数秒数十秒
『急いでいる者の為にエスカレーターの片側を開けることは正しいこと。正義である』
と考える者は少なくないだろう。
『正義とか、そこまで言ってないだろwwwww』
などと反論する者も多いだろうが、『必ずしも正しいとは言えないこと』だと思っているのなら、どうしてそこまで固執するのか? 正しくないことを大っぴらに公言して憚らないのか。良くないことを自慢げに主張するのは、恥ずかしいことではないのか?
腹の中では正しいと思っているからそんなに堂々としていられるのではないのか?
それとも、『悪いことを堂々と言える自分ってカッコいー』とでも思っているのか?
どうあれ、エスカレーターを作っているメーカーが『そういう使い方はおやめください』と言っている以上は、そういう使い方をする為に作っていないのであれば、<製造者責任法>の観点からも、『正しくない使い方をしている者が保護されない』のは当然の筈である。それを認めてしまったら、
『注意書きや警告を無視した使い方をして事故が起こってもメーカーは補償しなければいけない』
ということにもなりかねない。
何より、『正しくない危険な使い方をしている者を優先するべき』という道理がまかり通ってしまう世の中が、本当に<生きやすい世の中>なのだろうか? それは結局、自分の首を絞めることになるのではないのか?
たった数秒、数十秒の時間を惜しむ為に。
そこまで急がないといけない事情とは何なのだろうか? 他人を危険に曝して僅か数秒数十秒を節約して得られるものがそんなに価値があるものなのだろうか?
『大事な商談に遅れたらどうするんだ!?』
と言うかもしれないが、だったら数秒数十秒、早く行動を起こせば済む話ではないのか。
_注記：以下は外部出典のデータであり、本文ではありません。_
//! Deterministic per-day ordering for calendar tasks.
//!
//! Holiday and out-of-office entries are pinned ahead of ordinary work and
//! sub-ordered among themselves; ordinary tasks keep their authored order.
//! [`compare`] returns `Equal` for ordinary pairs on purpose and relies on
//! the caller pairing it with a stable sort (`slice::sort_by`).

use std::cmp::Ordering;

use planboard_domain::constants::{PRIORITY_HOLIDAY, PRIORITY_OUT_OF_OFFICE, PRIORITY_STANDARD};
use planboard_domain::{ProjectType, Task};

/// Coarse ordering tier for a task; lower sorts earlier.
///
/// Holiday wins over out-of-office when both apply; the out-of-office check
/// (explicit flag or category-name heuristic) only runs for non-holidays.
pub fn priority_bucket(task: &Task) -> u16 {
    if task.holiday() {
        PRIORITY_HOLIDAY
    } else if task.out_of_office() {
        PRIORITY_OUT_OF_OFFICE
    } else {
        PRIORITY_STANDARD
    }
}

/// Comparator for tasks sharing a day. Total; never panics.
///
/// Ordinary (standard-bucket) pairs compare `Equal` so the stable sort keeps
/// their original relative order; only the featured tiers get the
/// project-type → project-code → name cascade. Absent fields rank last /
/// compare as empty strings, so the ordering always terminates.
pub fn compare(a: &Task, b: &Task) -> Ordering {
    let bucket_a = priority_bucket(a);
    let bucket_b = priority_bucket(b);

    if bucket_a != bucket_b {
        return bucket_a.cmp(&bucket_b);
    }

    // Ordinary tasks stay as authored; only featured tiers re-order
    if bucket_a == PRIORITY_STANDARD {
        return Ordering::Equal;
    }

    type_rank(a)
        .cmp(&type_rank(b))
        .then_with(|| code_key(a).cmp(&code_key(b)))
        .then_with(|| name_key(a).cmp(&name_key(b)))
}

fn type_rank(task: &Task) -> u8 {
    task.project_type.map_or(3, ProjectType::rank)
}

fn code_key(task: &Task) -> String {
    task.project_code.as_deref().unwrap_or_default().to_uppercase()
}

fn name_key(task: &Task) -> String {
    task.name.to_uppercase()
}
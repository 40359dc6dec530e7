//! Criterion benchmark for the calendar build pipeline.
//!
//! Measures a full build over a quarter's worth of synthetic tasks, the
//! shape a busy tenant produces for the month view.

use std::sync::Arc;

use chrono::NaiveDate;
use criterion::{black_box, criterion_group, criterion_main, Criterion};
use planboard_core::{CalendarView, FixedClock};
use planboard_domain::{BuildOptions, DateInput, ProjectType, Task};

fn synthetic_tasks(count: usize) -> Vec<Task> {
    let base = NaiveDate::from_ymd_opt(2024, 7, 1).expect("valid base date");

    (0..count)
        .map(|i| {
            let date = base + chrono::Days::new((i % 90) as u64);
            Task {
                id: format!("T-{i}"),
                name: format!("Task {i}"),
                issued_date: Some(DateInput::Text(date.format("%Y-%m-%d").to_string())),
                created_date: None,
                task_category_name: (i % 17 == 0).then(|| "Out of Office".to_string()),
                is_holiday: (i % 23 == 0).then_some(true),
                is_out_of_office: None,
                project_type: Some(if i % 3 == 0 {
                    ProjectType::Commercial
                } else {
                    ProjectType::Residential
                }),
                project_code: Some(format!("PC-{}", i % 40)),
                status: Some("OPEN".to_string()),
            }
        })
        .collect()
}

fn bench_build(c: &mut Criterion) {
    let today = NaiveDate::from_ymd_opt(2024, 8, 15).expect("valid today");
    let view = CalendarView::new(Arc::new(FixedClock(today)));
    let tasks = synthetic_tasks(500);
    let options = BuildOptions::default();

    c.bench_function("calendar_build_500_tasks", |b| {
        b.iter(|| view.build(black_box(&tasks), black_box(&options)))
    });
}

criterion_group!(benches, bench_build);
criterion_main!(benches);
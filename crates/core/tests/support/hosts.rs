//! In-memory mocks of the collaborator ports.

use std::sync::{Arc, Mutex};

use async_trait::async_trait;
use chrono::NaiveDate;
use planboard_core::{CalendarEvent, CalendarHost, CalendarViewInfo, CardRenderer, TaskSource};
use planboard_domain::{PlanboardError, Result as DomainResult, Task};

/// Host widget mock recording every `set_events` and `goto_date` call.
#[derive(Default, Clone)]
pub struct RecordingHost {
    events: Arc<Mutex<Vec<Vec<CalendarEvent>>>>,
    gotos: Arc<Mutex<Vec<String>>>,
}

impl RecordingHost {
    pub fn new() -> Self {
        Self::default()
    }

    /// Number of `set_events` notifications received.
    pub fn notify_count(&self) -> usize {
        self.events.lock().unwrap().len()
    }

    /// The most recent event set, if any notification happened.
    pub fn last_events(&self) -> Option<Vec<CalendarEvent>> {
        self.events.lock().unwrap().last().cloned()
    }

    /// Every `goto_date` target in call order.
    pub fn goto_targets(&self) -> Vec<String> {
        self.gotos.lock().unwrap().clone()
    }
}

impl CalendarHost for RecordingHost {
    fn set_events(&self, events: Vec<CalendarEvent>) {
        self.events.lock().unwrap().push(events);
    }

    fn goto_date(&self, date: &str) {
        self.gotos.lock().unwrap().push(date.to_string());
    }

    fn view(&self) -> CalendarViewInfo {
        CalendarViewInfo {
            view_type: "dayGridMonth".to_string(),
            active_start: NaiveDate::from_ymd_opt(2024, 9, 1).unwrap(),
            active_end: NaiveDate::from_ymd_opt(2024, 10, 6).unwrap(),
        }
    }
}

/// Task source mock serving a configurable in-memory list.
#[derive(Default)]
pub struct StaticTaskSource {
    tasks: Mutex<Vec<Task>>,
}

impl StaticTaskSource {
    pub fn new(tasks: Vec<Task>) -> Self {
        Self { tasks: Mutex::new(tasks) }
    }

    /// Replace the served task list (simulates new upstream data).
    pub fn set_tasks(&self, tasks: Vec<Task>) {
        *self.tasks.lock().unwrap() = tasks;
    }
}

#[async_trait]
impl TaskSource for StaticTaskSource {
    async fn fetch_tasks(&self) -> DomainResult<Vec<Task>> {
        Ok(self.tasks.lock().unwrap().clone())
    }
}

/// Task source mock that always fails, for error-path tests.
pub struct FailingTaskSource;

#[async_trait]
impl TaskSource for FailingTaskSource {
    async fn fetch_tasks(&self) -> DomainResult<Vec<Task>> {
        Err(PlanboardError::Source("project service unavailable".to_string()))
    }
}

/// Card renderer mock producing plain strings.
pub struct TextCardRenderer;

impl CardRenderer for TextCardRenderer {
    type Card = String;

    fn render_card(&self, task: &Task, dense: bool) -> String {
        if dense {
            format!("[compact] {}", task.name)
        } else {
            format!("[card] {}", task.name)
        }
    }
}
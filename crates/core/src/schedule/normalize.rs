//! Canonical local-date handling for loosely-typed task dates.
//!
//! The upstream service serves dates in three shapes: `YYYY-MM-DD`,
//! `YYYY-MM-DDTHH:mm:ss`, or a full instant. Date-only strings are parsed
//! from their year/month/day components directly - running them through an
//! epoch-based parser would pin them to UTC midnight and shift them one day
//! backward when rendered in a negative-offset locale.

use chrono::{Local, NaiveDate, NaiveDateTime};
use planboard_domain::constants::LOCAL_DATE_FORMAT;
use planboard_domain::{DateInput, PlanboardError, Result};

const LOCAL_DATETIME_FORMAT: &str = "%Y-%m-%dT%H:%M:%S";
const DATE_LEN: usize = 10;
const DATETIME_LEN: usize = 19;

/// A canonical local date plus a flag recording whether the fallback was
/// used.
///
/// Downstream grouping would otherwise mask missing source data as "today"
/// tasks; the flag keeps the degradation observable to callers.
#[derive(Debug, Clone, Copy, PartialEq, Eq)]
pub struct NormalizedDate {
    pub date: NaiveDate,
    pub fell_back: bool,
}

/// Parse a raw date string into a local calendar date.
///
/// Accepts exactly `YYYY-MM-DD` and `YYYY-MM-DDTHH:mm:ss`; the time-of-day
/// portion is stripped after local-component extraction.
///
/// # Errors
/// `InvalidDate` for any other shape, leaving the fallback policy to the
/// caller.
pub fn parse_local(raw: &str) -> Result<NaiveDate> {
    let trimmed = raw.trim();

    match trimmed.len() {
        DATE_LEN => NaiveDate::parse_from_str(trimmed, LOCAL_DATE_FORMAT)
            .map_err(|_| PlanboardError::InvalidDate(trimmed.to_string())),
        DATETIME_LEN => NaiveDateTime::parse_from_str(trimmed, LOCAL_DATETIME_FORMAT)
            .map(|datetime| datetime.date())
            .map_err(|_| PlanboardError::InvalidDate(trimmed.to_string())),
        _ => Err(PlanboardError::InvalidDate(trimmed.to_string())),
    }
}

/// Normalize a loosely-typed date field into a canonical local date.
///
/// Missing input falls back (conventionally "today") and is flagged - never
/// an error. Instants are converted to the local calendar date with the
/// time-of-day discarded.
///
/// # Errors
/// `InvalidDate` for an unparsable string, so the caller can apply its own
/// fallback policy and record the degradation.
pub fn normalize(input: Option<&DateInput>, fallback: NaiveDate) -> Result<NormalizedDate> {
    match input {
        None => Ok(NormalizedDate { date: fallback, fell_back: true }),
        Some(DateInput::Instant(instant)) => Ok(NormalizedDate {
            date: instant.with_timezone(&Local).date_naive(),
            fell_back: false,
        }),
        Some(DateInput::Text(raw)) => {
            parse_local(raw).map(|date| NormalizedDate { date, fell_back: false })
        }
    }
}

/// Format a canonical date in its `YYYY-MM-DD` week/day key form.
///
/// Inverse of [`parse_local`] for date-only input:
/// `format_local(parse_local(s)?) == s` for any well-formed `YYYY-MM-DD`.
pub fn format_local(date: NaiveDate) -> String {
    date.format(LOCAL_DATE_FORMAT).to_string()
}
そもそも、たった数秒数十秒の余裕もないスケジュールを組むこと自体、能力のなさを露呈しているとは考えないのだろうか。
移動中、他の重要な取引先と偶然出くわし、僅かな時間、立ち話をすることがあるかもしれないだろうに、そういう場合は、無視して通り過ぎるのだろうか。それで心証を悪くしたとすれば、どうするのだろうか。
『急いでるのは相手も分かってくれる』
と考えているとしても、そんな当て推量の楽観論がまかり通るような甘い世界なのだろうか。
ましてや事故でも起こせば、数秒数十秒のロスでは済まないし、事故を起こしてその場から立ち去ったりすればそれこそ<事件>として大事になってしまうのではないか。
そういうリスクを想定せず、たった数秒数十秒を節約することに躍起になる者が、果たして<優秀>と言えるのだろうか。
少なくとも獅子倉は、そういう者の考える道理に共感するつもりなどないのだろう。